JERUSALEM, AUG. 23 -- Israel, which has watched with concern as the United States plans major new arms deliveries to its Arab allies in the Persian Gulf crisis, is quietly preparing its own new requests for additional U.S. military and economic aid, officials here say.

Although discomfited both by the quantity and superb quality of the fighter planes and other equipment the U.S. plans to sell to Saudi Arabia, Egypt and the United Arab Emirates, the government of Prime Minister Yitzhak Shamir has decided not to voice major complaints or mobilize its supporters in Congress, officials here say.

"At a time like this, it would be difficult for us to come out in public and raise objections," said a senior Defense Ministry official today. Another government source added: "To some extent, we have to acknowledge that maybe we were wrong in the past. Maybe Saudi Arabia and the other moderate Arabs do need more weapons to defend themselves."

Israel's ability to oppose new U.S. arms sales to Arab states is somewhat compromised because it has remained largely on the sidelines in the gulf crisis, analysts here say. For some Israeli officials, the sales are another in a series of worrisome signs of a nascent U.S. strategic alliance with moderate Arabs in the Middle East that excludes Israel.

Nevertheless, Shamir and other senior officials in his government appear to believe that Israel also will be able to win new U.S. military and economic aid and swifter deliveries of sophisticated weapons as a result of the confrontation with Iraq. Despite the fact that some U.S. congressional leaders raised the possibility of cuts in U.S. aid to Israel before the crisis began, government planners in both the Defense and Finance ministries here are preparing requests for assistance beyond the total of $3 billion Israel is receiving from Washington this year.

"When all of this is over, perhaps we will seek our own reward," said one senior government official. Finance Minister Yitzhak Modai was more forthright. According to Israel radio, he said that "Israel is a strategic asset of the first order to the United States and should therefore be assisted accordingly." The broadcast also quoted Modai as saying that Israel is currently "helping the United States more than what is seen" in the crisis.

Although officials here say the government has not yet determined what its new aid requests to Washington will include, some of the military's priorities are already clear. In recent months, military officials have said Israel would like to purchase the Patriot missile air defense system, which is believed to be effective against some of the Soviet-made missiles deployed by Iraq.

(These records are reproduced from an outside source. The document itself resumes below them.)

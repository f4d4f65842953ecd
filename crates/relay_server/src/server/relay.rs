#![forbid(unsafe_code)]

use std::net::SocketAddr;
use std::sync::Arc;

use relay_protocol::DEFAULT_MAX_FRAME_SIZE;
use tokio::net::TcpListener;
use tokio::sync::watch;
use tokio::task::JoinSet;
use tracing::{info, warn};

use crate::server::connection::serve_connection;
use crate::server::registry::Registry;

/// Settings for a relay instance.
#[derive(Debug, Clone)]
pub struct RelaySettings {
	pub max_frame_bytes: usize,
}

impl Default for RelaySettings {
	fn default() -> Self {
		Self {
			max_frame_bytes: DEFAULT_MAX_FRAME_SIZE,
		}
	}
}

/// The central relay: one listener, one endpoint registry, one task per
/// client.
pub struct Relay {
	listener: TcpListener,
	local_addr: SocketAddr,
	registry: Arc<Registry>,
	settings: RelaySettings,
}

impl Relay {
	pub async fn bind(addr: SocketAddr, settings: RelaySettings) -> std::io::Result<Self> {
		let listener = TcpListener::bind(addr).await?;
		let local_addr = listener.local_addr()?;
		info!(%local_addr, "relay listening");

		Ok(Self {
			listener,
			local_addr,
			registry: Arc::new(Registry::new()),
			settings,
		})
	}

	/// The bound address, useful when binding port 0.
	pub fn local_addr(&self) -> SocketAddr {
		self.local_addr
	}

	pub fn registry(&self) -> Arc<Registry> {
		Arc::clone(&self.registry)
	}

	/// Accept clients until `shutdown` flips to true.
	///
	/// Each accepted client gets its own task; in-flight connections are
	/// aborted when the loop exits.
	pub async fn run(self, mut shutdown: watch::Receiver<bool>) -> std::io::Result<()> {
		let mut tasks = JoinSet::new();
		let mut next_conn_id: u64 = 1;

		loop {
			tokio::select! {
				accepted = self.listener.accept() => {
					let (stream, remote) = match accepted {
						Ok(accepted) => accepted,
						Err(err) => {
							warn!(error = %err, "accept failed");
							continue;
						}
					};

					let conn_id = next_conn_id;
					next_conn_id += 1;
					metrics::counter!("relay_server_connections_total").increment(1);
					info!(conn_id, %remote, "accepted connection");

					let registry = Arc::clone(&self.registry);
					let max_frame_bytes = self.settings.max_frame_bytes;
					tasks.spawn(serve_connection(conn_id, stream, registry, max_frame_bytes));

					// Reap finished connection tasks without blocking accept.
					while tasks.try_join_next().is_some() {}
				}
				changed = shutdown.changed() => {
					if changed.is_err() || *shutdown.borrow() {
						break;
					}
				}
			}
		}

		info!(active = tasks.len(), "relay shutting down");
		tasks.shutdown().await;
		Ok(())
	}
}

While military officials previously have felt the system was too expensive for Israel, additional U.S. aid might make the purchase possible.

Israel also has been negotiating with the United States on funding for the second stage of development of Israel's Arrow missile, another high-tech air-defense system designed to shoot down missiles.

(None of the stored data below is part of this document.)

#![forbid(unsafe_code)]

use std::net::SocketAddr;

use relay_server::config;
use relay_server::server::relay::{Relay, RelaySettings};
use relay_util::endpoint::TcpEndpoint;
use tokio::sync::watch;
use tracing::{info, warn};
use tracing_subscriber::layer::SubscriberExt;
use tracing_subscriber::util::SubscriberInitExt;

fn usage_and_exit() -> ! {
	eprintln!(
		"Usage: relay_server [--bind tcp://host:port]\n\
\n\
Options:\n\
\t--bind    Bind endpoint (default: tcp://127.0.0.1:8888)\n\
\t         Format: tcp://host:port\n\
\t--help   Show this help\n\
"
	);
	std::process::exit(2)
}

fn parse_args() -> Option<String> {
	let mut bind_endpoint = None;

	let mut it = std::env::args().skip(1);
	while let Some(arg) = it.next() {
		match arg.as_str() {
			"--help" | "-h" => usage_and_exit(),
			"--bind" | "--listen" => {
				let v = it.next().unwrap_or_else(|| usage_and_exit());
				if v.trim().is_empty() {
					eprintln!("--bind must be non-empty (expected tcp://host:port)");
					usage_and_exit();
				}
				bind_endpoint = Some(v);
			}
			other => {
				eprintln!("Unknown argument: {other}");
				usage_and_exit();
			}
		}
	}

	bind_endpoint
}

fn resolve_bind_addr(endpoint: &str) -> SocketAddr {
	let bind = TcpEndpoint::parse(endpoint).unwrap_or_else(|e| {
		eprintln!("{e}");
		usage_and_exit();
	});

	bind.to_socket_addr_if_ip_literal().unwrap_or_else(|e| {
		eprintln!("{e}");
		usage_and_exit();
	})
}

fn init_tracing() {
	let filter = std::env::var("RUST_LOG").unwrap_or_else(|_| "info,relay_server=debug".to_string());

	tracing_subscriber::registry()
		.with(tracing_subscriber::EnvFilter::new(filter))
		.with(tracing_subscriber::fmt::layer().with_target(false))
		.init();
}

fn init_metrics(bind: Option<&str>) {
	let Some(bind) = bind else {
		return;
	};

	match bind.parse::<std::net::SocketAddr>() {
		Ok(addr) => {
			if let Err(e) = metrics_exporter_prometheus::PrometheusBuilder::new()
				.with_http_listener(addr)
				.install()
			{
				warn!(error = %e, "failed to start metrics exporter");
			} else {
				info!(%addr, "metrics exporter listening");
			}
		}
		Err(e) => {
			warn!(error = %e, %bind, "invalid metrics bind address (expected host:port)");
		}
	}
}

#[tokio::main]
async fn main() -> anyhow::Result<()> {
	init_tracing();

	let config_path = config::default_config_path()?;
	let mut relay_cfg = config::load_relay_config_from_path(&config_path)?;
	info!(path = %config_path.display(), "loaded relay config (toml + env overrides)");

	if let Some(bind) = parse_args() {
		relay_cfg.listen = bind;
	}
	let bind_addr = resolve_bind_addr(&relay_cfg.listen);

	init_metrics(relay_cfg.metrics_bind.as_deref());

	let settings = RelaySettings {
		max_frame_bytes: relay_cfg.max_frame_bytes,
	};
	let relay = Relay::bind(bind_addr, settings).await?;

	let (shutdown_tx, shutdown_rx) = watch::channel(false);
	tokio::spawn(async move {
		if let Err(e) = tokio::signal::ctrl_c().await {
			warn!(error = %e, "failed to listen for ctrl-c");
			return;
		}
		info!("ctrl-c received, shutting down");
		let _ = shutdown_tx.send(true);
	});

	relay.run(shutdown_rx).await?;
	Ok(())
}
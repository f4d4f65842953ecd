#![forbid(unsafe_code)]

use std::sync::Arc;

use relay_domain::MessageId;
use relay_protocol::{Connection, DEFAULT_MAX_FRAME_SIZE};
use tokio::net::{TcpListener, TcpStream};

use crate::server::registry::Registry;

async fn server_side_connection() -> (Arc<Connection>, TcpStream) {
	let listener = TcpListener::bind("127.0.0.1:0").await.expect("bind");
	let addr = listener.local_addr().expect("local addr");

	let client = TcpStream::connect(addr).await.expect("connect");
	let (accepted, _) = listener.accept().await.expect("accept");

	let (conn, _reader) = Connection::from_stream(accepted, DEFAULT_MAX_FRAME_SIZE).expect("split");
	(conn, client)
}

#[test]
fn message_ids_are_strictly_increasing() {
	let registry = Registry::new();

	let ids: Vec<MessageId> = (0..5).map(|_| registry.next_message_id()).collect();
	assert_eq!(
		ids,
		vec![MessageId(1), MessageId(2), MessageId(3), MessageId(4), MessageId(5)]
	);
}

#[test]
fn ids_are_minted_even_with_no_endpoints() {
	let registry = Registry::new();
	assert!(registry.is_empty());

	assert_eq!(registry.next_message_id(), MessageId(1));
	assert_eq!(registry.next_message_id(), MessageId(2));
}

#[tokio::test]
async fn remove_is_idempotent() {
	let registry = Registry::new();
	let (conn, _client) = server_side_connection().await;

	registry.insert(7, conn);
	assert_eq!(registry.len(), 1);

	assert!(registry.remove(7));
	assert!(!registry.remove(7));
	assert!(registry.is_empty());
}

#[tokio::test]
async fn snapshot_is_a_point_in_time_copy() {
	let registry = Registry::new();
	let (a, _ca) = server_side_connection().await;
	let (b, _cb) = server_side_connection().await;

	registry.insert(1, a);
	registry.insert(2, b);

	let snapshot = registry.snapshot();
	assert_eq!(snapshot.len(), 2);

	registry.remove(1);
	assert_eq!(snapshot.len(), 2, "snapshot must not track later removals");
	assert_eq!(registry.len(), 1);
}
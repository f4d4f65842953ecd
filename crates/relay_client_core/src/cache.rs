#![forbid(unsafe_code)]

use std::collections::{HashMap, VecDeque};

use relay_domain::MessageId;

/// Default bound on cached message bodies.
pub const DEFAULT_CACHE_CAPACITY: usize = 100;

/// Returned for ids that were never cached or have been evicted.
pub const MISSING_PREVIEW: &str = "No content available";

/// Reply previews are clipped to this many characters.
const PREVIEW_MAX_CHARS: usize = 50;

/// Bounded map of recently seen message bodies, keyed by id.
///
/// Eviction is by insertion order: once the bound is exceeded the oldest
/// inserted entry goes first. Used only for reply-preview lookups; a miss
/// yields a placeholder, never an error.
#[derive(Debug)]
pub struct RecencyCache {
	entries: HashMap<MessageId, String>,
	order: VecDeque<MessageId>,
	capacity: usize,
}

impl Default for RecencyCache {
	fn default() -> Self {
		Self::new(DEFAULT_CACHE_CAPACITY)
	}
}

impl RecencyCache {
	pub fn new(capacity: usize) -> Self {
		Self {
			entries: HashMap::with_capacity(capacity),
			order: VecDeque::with_capacity(capacity),
			capacity: capacity.max(1),
		}
	}

	/// Insert a body under `id`, evicting the oldest entry past the bound.
	///
	/// Re-inserting an existing id replaces the body but keeps the id's
	/// original position in the eviction order.
	pub fn insert(&mut self, id: MessageId, body: String) {
		if self.entries.insert(id, body).is_some() {
			return;
		}

		self.order.push_back(id);
		while self.order.len() > self.capacity {
			if let Some(evicted) = self.order.pop_front() {
				self.entries.remove(&evicted);
			}
		}
	}

	pub fn get(&self, id: MessageId) -> Option<&str> {
		self.entries.get(&id).map(String::as_str)
	}

	/// Preview text for `id`: the cached body clipped to a snippet, or the
	/// placeholder when the id is unknown.
	pub fn preview(&self, id: MessageId) -> String {
		match self.get(id) {
			Some(body) => snippet(body),
			None => MISSING_PREVIEW.to_string(),
		}
	}

	pub fn len(&self) -> usize {
		self.entries.len()
	}

	pub fn is_empty(&self) -> bool {
		self.entries.is_empty()
	}
}

fn snippet(body: &str) -> String {
	let mut chars = body.char_indices();
	match chars.nth(PREVIEW_MAX_CHARS) {
		Some((cut, _)) => format!("{}...", &body[..cut]),
		None => body.to_string(),
	}
}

The United States, which has funded 80 percent of the cost of the weapons project, had suggested that Israel cover a greater share of the second stage, which is expected to cost $240 million. But Israeli officials may insist that Washington continue to pay for the bulk of the project, sources here suggested.

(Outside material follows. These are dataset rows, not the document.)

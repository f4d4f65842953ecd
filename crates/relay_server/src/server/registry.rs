#![forbid(unsafe_code)]

use std::collections::HashMap;
use std::sync::Arc;
use std::sync::Mutex;

use relay_domain::MessageId;
use relay_protocol::Connection;

/// Shared state of the relay: the live endpoints plus the message id
/// counter.
///
/// One lock guards both so an id is minted and observed against a single
/// consistent view. The critical sections are short and never await.
#[derive(Debug, Default)]
pub struct Registry {
	inner: Mutex<Inner>,
}

#[derive(Debug, Default)]
struct Inner {
	conns: HashMap<u64, Arc<Connection>>,
	last_message_id: u32,
}

impl Registry {
	pub fn new() -> Self {
		Self::default()
	}

	pub fn insert(&self, conn_id: u64, conn: Arc<Connection>) {
		let mut inner = self.lock();
		inner.conns.insert(conn_id, conn);
	}

	/// Remove an endpoint. Safe to call twice for the same id; the second
	/// call is a no-op.
	pub fn remove(&self, conn_id: u64) -> bool {
		let mut inner = self.lock();
		inner.conns.remove(&conn_id).is_some()
	}

	/// Mint the next message id.
	///
	/// The counter advances even when no endpoints are registered, so ids
	/// stay strictly increasing across quiet periods.
	pub fn next_message_id(&self) -> MessageId {
		let mut inner = self.lock();
		inner.last_message_id = inner.last_message_id.wrapping_add(1);
		MessageId(inner.last_message_id)
	}

	/// A point-in-time copy of the live endpoints, for fan-out outside the
	/// lock.
	pub fn snapshot(&self) -> Vec<(u64, Arc<Connection>)> {
		let inner = self.lock();
		inner.conns.iter().map(|(id, conn)| (*id, Arc::clone(conn))).collect()
	}

	pub fn len(&self) -> usize {
		self.lock().conns.len()
	}

	pub fn is_empty(&self) -> bool {
		self.len() == 0
	}

	fn lock(&self) -> std::sync::MutexGuard<'_, Inner> {
		self.inner.lock().unwrap_or_else(|poisoned| poisoned.into_inner())
	}
}
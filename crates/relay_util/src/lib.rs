#![forbid(unsafe_code)]

pub mod endpoint {
	use std::net::SocketAddr;

	use thiserror::Error;

	/// Errors for parsing `tcp://host:port` endpoint strings.
	#[derive(Debug, Error, Clone, PartialEq, Eq)]
	pub enum EndpointParseError {
		#[error("endpoint must be non-empty (expected tcp://host:port)")]
		Empty,
		#[error("invalid endpoint (expected tcp://host:port): {0}")]
		BadScheme(String),
		#[error("invalid endpoint (no path/query/fragment allowed): {0}")]
		TrailingJunk(String),
		#[error("invalid endpoint host: {0}")]
		BadHost(String),
		#[error("IPv6 hosts must be bracketed, like tcp://[::1]:8888: {0}")]
		UnbracketedIpv6(String),
		#[error("invalid endpoint port (expected 1..=65535): {0}")]
		BadPort(String),
		#[error("host must be an IP literal here (DNS names not accepted): {0}")]
		NotIpLiteral(String),
	}

	/// Parsed `tcp://host:port` endpoint.
	#[derive(Debug, Clone, PartialEq, Eq, Hash)]
	pub struct TcpEndpoint {
		pub host: String,
		pub port: u16,
	}

	impl TcpEndpoint {
		/// Returns `host:port` (IPv6 hosts stay bracketed).
		pub fn hostport(&self) -> String {
			format!("{}:{}", self.host, self.port)
		}

		/// Convert to `SocketAddr`; fails for DNS hostnames.
		pub fn to_socket_addr_if_ip_literal(&self) -> Result<SocketAddr, EndpointParseError> {
			self.hostport()
				.parse()
				.map_err(|_| EndpointParseError::NotIpLiteral(self.host.clone()))
		}

		/// Parse an endpoint string in the form `tcp://host:port`.
		pub fn parse(s: &str) -> Result<Self, EndpointParseError> {
			let s = s.trim();
			if s.is_empty() {
				return Err(EndpointParseError::Empty);
			}

			let rest = s
				.strip_prefix("tcp://")
				.ok_or_else(|| EndpointParseError::BadScheme(s.to_string()))?;

			if rest.contains('/') || rest.contains('?') || rest.contains('#') {
				return Err(EndpointParseError::TrailingJunk(s.to_string()));
			}

			let (host, port_s) = rest
				.rsplit_once(':')
				.ok_or_else(|| EndpointParseError::BadPort(s.to_string()))?;

			let host = host.trim();
			if host.is_empty() {
				return Err(EndpointParseError::BadHost(s.to_string()));
			}
			if host.contains(':') && !(host.starts_with('[') && host.ends_with(']')) {
				return Err(EndpointParseError::UnbracketedIpv6(s.to_string()));
			}

			let port: u16 = port_s
				.trim()
				.parse()
				.map_err(|_| EndpointParseError::BadPort(s.to_string()))?;
			if port == 0 {
				return Err(EndpointParseError::BadPort(s.to_string()));
			}

			Ok(Self {
				host: host.to_string(),
				port,
			})
		}
	}

	#[cfg(test)]
	mod tests {
		use super::*;

		#[test]
		fn parses_ipv4_and_dns() {
			let e = TcpEndpoint::parse("tcp://127.0.0.1:8888").unwrap();
			assert_eq!(e.hostport(), "127.0.0.1:8888");

			let e = TcpEndpoint::parse("tcp://relay.example.com:8888").unwrap();
			assert_eq!(e.host, "relay.example.com");
			assert!(e.to_socket_addr_if_ip_literal().is_err());
		}

		#[test]
		fn parses_bracketed_ipv6() {
			let e = TcpEndpoint::parse("tcp://[::1]:8888").unwrap();
			assert_eq!(e.host, "[::1]");
			assert_eq!(e.to_socket_addr_if_ip_literal().unwrap().to_string(), "[::1]:8888");
		}

		#[test]
		fn rejects_malformed_endpoints() {
			assert_eq!(TcpEndpoint::parse(""), Err(EndpointParseError::Empty));
			assert!(matches!(
				TcpEndpoint::parse("quic://127.0.0.1:8888"),
				Err(EndpointParseError::BadScheme(_))
			));
			assert!(matches!(
				TcpEndpoint::parse("tcp://::1:8888"),
				Err(EndpointParseError::UnbracketedIpv6(_))
			));
			assert!(matches!(
				TcpEndpoint::parse("tcp://127.0.0.1:0"),
				Err(EndpointParseError::BadPort(_))
			));
			assert!(matches!(
				TcpEndpoint::parse("tcp://127.0.0.1:8888/path"),
				Err(EndpointParseError::TrailingJunk(_))
			));
			assert!(matches!(
				TcpEndpoint::parse("tcp://127.0.0.1"),
				Err(EndpointParseError::BadPort(_))
			));
		}
	}
}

Apart from U.S. military aid to Israel, now about $1.8 billion a year, Modai said today he would seek an increase in the $1.2 billion in annual U.S. economic aid Israel receives. In a speech to a delegation of the United Jewish Appeal, Modai said Israel desperately needs help in covering the cost of absorbing up to 1 million Soviet immigrants expected to arrive in the country in the next five years. Modai said the cost of that operation could reach $25 billion.

In a later address to the United Jewish Appeal group, Shamir said the gulf crisis was reaching a peak and that "in the circumstances, our major task is to prevent war, or preempt it." Israel radio said Shamir's reference to "preemption" caused a flurry of excitement among the American visitors, but that the prime minister later denied he was suggesting that Israel might stage a preemptive strike against Iraq.